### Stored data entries
__________

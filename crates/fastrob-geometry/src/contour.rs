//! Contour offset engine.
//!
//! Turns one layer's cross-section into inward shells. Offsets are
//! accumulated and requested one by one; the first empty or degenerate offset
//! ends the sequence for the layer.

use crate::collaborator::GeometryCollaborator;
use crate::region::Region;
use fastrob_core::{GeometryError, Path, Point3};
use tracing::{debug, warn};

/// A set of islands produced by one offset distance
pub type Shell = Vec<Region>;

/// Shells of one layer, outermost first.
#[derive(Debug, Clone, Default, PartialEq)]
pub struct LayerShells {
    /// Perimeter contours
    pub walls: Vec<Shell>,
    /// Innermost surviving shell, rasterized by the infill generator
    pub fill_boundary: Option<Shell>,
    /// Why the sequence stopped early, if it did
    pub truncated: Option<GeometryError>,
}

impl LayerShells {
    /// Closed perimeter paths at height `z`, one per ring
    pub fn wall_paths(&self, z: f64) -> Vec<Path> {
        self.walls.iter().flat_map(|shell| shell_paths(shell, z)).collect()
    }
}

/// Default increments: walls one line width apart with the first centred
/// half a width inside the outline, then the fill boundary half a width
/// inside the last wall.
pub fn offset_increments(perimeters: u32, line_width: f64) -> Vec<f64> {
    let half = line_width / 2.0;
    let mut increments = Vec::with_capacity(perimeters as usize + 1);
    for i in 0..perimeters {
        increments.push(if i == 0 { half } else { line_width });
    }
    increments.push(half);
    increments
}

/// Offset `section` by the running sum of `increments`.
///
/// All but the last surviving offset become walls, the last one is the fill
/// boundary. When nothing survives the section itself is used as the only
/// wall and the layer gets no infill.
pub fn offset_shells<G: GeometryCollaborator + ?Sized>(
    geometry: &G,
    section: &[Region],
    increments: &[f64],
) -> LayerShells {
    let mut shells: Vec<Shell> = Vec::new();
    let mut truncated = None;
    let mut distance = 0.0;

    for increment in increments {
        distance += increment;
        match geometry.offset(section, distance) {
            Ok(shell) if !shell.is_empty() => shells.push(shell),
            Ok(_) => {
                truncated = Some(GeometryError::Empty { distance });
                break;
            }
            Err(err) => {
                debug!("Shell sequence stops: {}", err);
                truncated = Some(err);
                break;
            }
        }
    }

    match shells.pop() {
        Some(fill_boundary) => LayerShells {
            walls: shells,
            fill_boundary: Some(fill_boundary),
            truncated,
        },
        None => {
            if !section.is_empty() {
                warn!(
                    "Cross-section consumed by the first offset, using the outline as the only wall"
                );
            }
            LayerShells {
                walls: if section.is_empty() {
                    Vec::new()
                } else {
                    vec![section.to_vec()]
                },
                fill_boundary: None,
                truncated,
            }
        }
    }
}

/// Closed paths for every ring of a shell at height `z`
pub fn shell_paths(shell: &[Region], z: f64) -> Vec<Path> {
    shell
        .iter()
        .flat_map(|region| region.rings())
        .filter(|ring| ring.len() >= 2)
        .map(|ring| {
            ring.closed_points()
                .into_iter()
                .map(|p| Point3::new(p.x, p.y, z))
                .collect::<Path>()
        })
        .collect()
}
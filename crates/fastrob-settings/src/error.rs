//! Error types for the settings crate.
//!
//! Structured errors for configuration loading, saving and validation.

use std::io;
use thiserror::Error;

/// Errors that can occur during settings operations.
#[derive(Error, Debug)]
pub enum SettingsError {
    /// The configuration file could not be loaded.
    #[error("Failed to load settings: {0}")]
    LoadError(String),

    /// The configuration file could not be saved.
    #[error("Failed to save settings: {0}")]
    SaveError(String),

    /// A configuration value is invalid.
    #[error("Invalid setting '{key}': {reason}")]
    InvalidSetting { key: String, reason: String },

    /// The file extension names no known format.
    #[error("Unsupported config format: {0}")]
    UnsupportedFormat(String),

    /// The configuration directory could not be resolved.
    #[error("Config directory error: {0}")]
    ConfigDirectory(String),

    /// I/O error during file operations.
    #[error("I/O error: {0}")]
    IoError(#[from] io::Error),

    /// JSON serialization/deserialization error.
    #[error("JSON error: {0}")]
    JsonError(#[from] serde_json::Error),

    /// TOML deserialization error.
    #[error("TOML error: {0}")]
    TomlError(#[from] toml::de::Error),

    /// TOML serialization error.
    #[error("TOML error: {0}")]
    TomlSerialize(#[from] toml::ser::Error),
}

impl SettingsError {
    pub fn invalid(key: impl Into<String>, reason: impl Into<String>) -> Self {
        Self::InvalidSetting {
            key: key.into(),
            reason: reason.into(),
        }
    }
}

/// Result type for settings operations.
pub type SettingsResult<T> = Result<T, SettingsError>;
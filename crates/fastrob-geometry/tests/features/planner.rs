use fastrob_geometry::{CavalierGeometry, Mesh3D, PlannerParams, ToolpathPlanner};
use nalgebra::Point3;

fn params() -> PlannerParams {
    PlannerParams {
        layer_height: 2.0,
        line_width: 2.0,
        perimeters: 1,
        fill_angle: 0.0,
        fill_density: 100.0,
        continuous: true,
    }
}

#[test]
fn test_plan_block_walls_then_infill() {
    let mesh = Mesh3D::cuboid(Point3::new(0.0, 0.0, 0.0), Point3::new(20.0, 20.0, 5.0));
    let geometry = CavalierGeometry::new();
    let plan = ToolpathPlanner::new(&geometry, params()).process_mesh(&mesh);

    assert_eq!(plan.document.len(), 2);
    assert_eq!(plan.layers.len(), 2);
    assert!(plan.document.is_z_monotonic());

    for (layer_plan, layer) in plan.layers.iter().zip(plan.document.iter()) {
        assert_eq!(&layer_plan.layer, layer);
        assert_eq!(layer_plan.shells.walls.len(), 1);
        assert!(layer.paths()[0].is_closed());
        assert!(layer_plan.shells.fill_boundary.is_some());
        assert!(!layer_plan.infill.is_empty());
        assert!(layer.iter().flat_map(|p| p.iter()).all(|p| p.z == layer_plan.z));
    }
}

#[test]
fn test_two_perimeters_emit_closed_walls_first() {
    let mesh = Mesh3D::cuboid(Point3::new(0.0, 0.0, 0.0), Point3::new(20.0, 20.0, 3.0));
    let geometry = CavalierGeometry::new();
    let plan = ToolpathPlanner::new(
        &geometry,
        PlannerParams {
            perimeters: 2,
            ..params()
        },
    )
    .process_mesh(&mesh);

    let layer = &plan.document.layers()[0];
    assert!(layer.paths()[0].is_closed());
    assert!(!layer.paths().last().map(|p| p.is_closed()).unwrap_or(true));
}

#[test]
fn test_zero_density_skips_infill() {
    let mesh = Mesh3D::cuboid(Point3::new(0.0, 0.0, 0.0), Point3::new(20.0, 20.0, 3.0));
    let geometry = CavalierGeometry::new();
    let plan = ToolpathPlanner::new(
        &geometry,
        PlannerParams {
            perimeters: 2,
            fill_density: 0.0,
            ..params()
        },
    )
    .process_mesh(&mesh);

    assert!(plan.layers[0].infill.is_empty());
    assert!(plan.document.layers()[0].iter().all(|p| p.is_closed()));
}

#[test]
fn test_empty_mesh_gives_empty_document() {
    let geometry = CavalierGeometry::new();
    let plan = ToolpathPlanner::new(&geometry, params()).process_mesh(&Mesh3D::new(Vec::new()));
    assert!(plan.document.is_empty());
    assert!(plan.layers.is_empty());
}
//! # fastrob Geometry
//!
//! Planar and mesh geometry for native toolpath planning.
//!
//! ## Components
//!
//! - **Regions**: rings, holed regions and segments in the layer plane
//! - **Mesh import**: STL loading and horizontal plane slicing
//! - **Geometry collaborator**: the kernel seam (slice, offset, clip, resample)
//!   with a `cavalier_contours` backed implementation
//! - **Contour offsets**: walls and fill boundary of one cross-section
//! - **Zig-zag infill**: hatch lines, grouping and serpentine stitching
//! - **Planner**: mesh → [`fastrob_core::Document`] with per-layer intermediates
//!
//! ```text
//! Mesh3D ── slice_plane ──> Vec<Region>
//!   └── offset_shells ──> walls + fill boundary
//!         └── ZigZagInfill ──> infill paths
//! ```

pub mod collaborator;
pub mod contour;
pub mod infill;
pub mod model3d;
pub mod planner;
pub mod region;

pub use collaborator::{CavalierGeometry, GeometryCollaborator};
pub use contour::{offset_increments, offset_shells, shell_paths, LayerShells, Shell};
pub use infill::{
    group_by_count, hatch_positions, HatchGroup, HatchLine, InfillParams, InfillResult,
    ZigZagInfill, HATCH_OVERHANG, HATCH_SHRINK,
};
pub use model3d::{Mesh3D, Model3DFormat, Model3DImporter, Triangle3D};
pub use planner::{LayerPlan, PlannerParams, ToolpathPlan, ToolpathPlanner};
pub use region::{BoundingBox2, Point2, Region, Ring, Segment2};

__________

### Instructions to follow
Answer with one number, namely the count of lines in the entries that include the word "loading".

### Solution below
2